• **WHAT THE EXERCISE ASKS**
Every line below should be set down exactly as it appears.

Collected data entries

*** Block opens ***

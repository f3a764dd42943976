//! `keel list` command

use anyhow::Result;

use crate::cli::{ListArgs, ListWhat};
use keel::ops::list::{list, ListKind};
use keel::util::config::MessageFormat;
use keel::GlobalContext;

pub fn execute(ctx: &GlobalContext, args: ListArgs) -> Result<()> {
    let ws = ctx.workspace()?;
    let shell = super::shell(ctx, MessageFormat::Human);

    let kind = match args.what {
        ListWhat::Projects => ListKind::Projects,
        ListWhat::Targets => ListKind::Targets,
    };
    for name in list(&ws, kind)? {
        shell.print(name);
    }

    Ok(())
}
//! `keel deps` command
//!
//! Prints the `[deps]` table extraction would write, without writing it.

use anyhow::{bail, Result};

use crate::cli::DepsArgs;
use keel::ops::keel_fix::extracted_dependencies;
use keel::util::config::MessageFormat;
use keel::GlobalContext;

pub fn execute(ctx: &GlobalContext, args: DepsArgs) -> Result<()> {
    let ws = ctx.workspace()?;
    let shell = super::shell(ctx, MessageFormat::Human);

    let label = keel::ops::resolve_target(&ws, &args.project, ctx.cwd())?;
    let project = ws.load_project(label.project())?;

    let Some(deps) = extracted_dependencies(&ws, &project)? else {
        bail!(
            "the builder of `{}` does not support dependency extraction",
            project.name
        );
    };
    for (name, kind) in deps.to_map() {
        shell.print(format!("\"{}\" = \"{}\"", name, kind.as_str()));
    }

    Ok(())
}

*** Block closes ***

• **ANSWER**
repository f3a764dd42943976
//! `keel list` command

use anyhow::Result;

use crate::cli::{ListArgs, ListWhat};
use keel::ops::list::{list, ListKind};
use keel::util::config::MessageFormat;
use keel::GlobalContext;

pub fn execute(ctx: &GlobalContext, args: ListArgs) -> Result<()> {
    let ws = ctx.workspace()?;
    let shell = super::shell(ctx, MessageFormat::Human);

    let kind = match args.what {
        ListWhat::Projects => ListKind::Projects,
        ListWhat::Targets => ListKind::Targets,
    };
    for name in list(&ws, kind)? {
        shell.print(name);
    }

    Ok(())
}
//! `keel deps` command
//!
//! Prints the `[deps]` table extraction would write, without writing it.

use anyhow::{bail, Result};

use crate::cli::DepsArgs;
use keel::ops::keel_fix::extracted_dependencies;
use keel::util::config::MessageFormat;
use keel::GlobalContext;

pub fn execute(ctx: &GlobalContext, args: DepsArgs) -> Result<()> {
    let ws = ctx.workspace()?;
    let shell = super::shell(ctx, MessageFormat::Human);

    let label = keel::ops::resolve_target(&ws, &args.project, ctx.cwd())?;
    let project = ws.load_project(label.project())?;

    let Some(deps) = extracted_dependencies(&ws, &project)? else {
        bail!(
            "the builder of `{}` does not support dependency extraction",
            project.name
        );
    };
    for (name, kind) in deps.to_map() {
        shell.print(format!("\"{}\" = \"{}\"", name, kind.as_str()));
    }

    Ok(())
}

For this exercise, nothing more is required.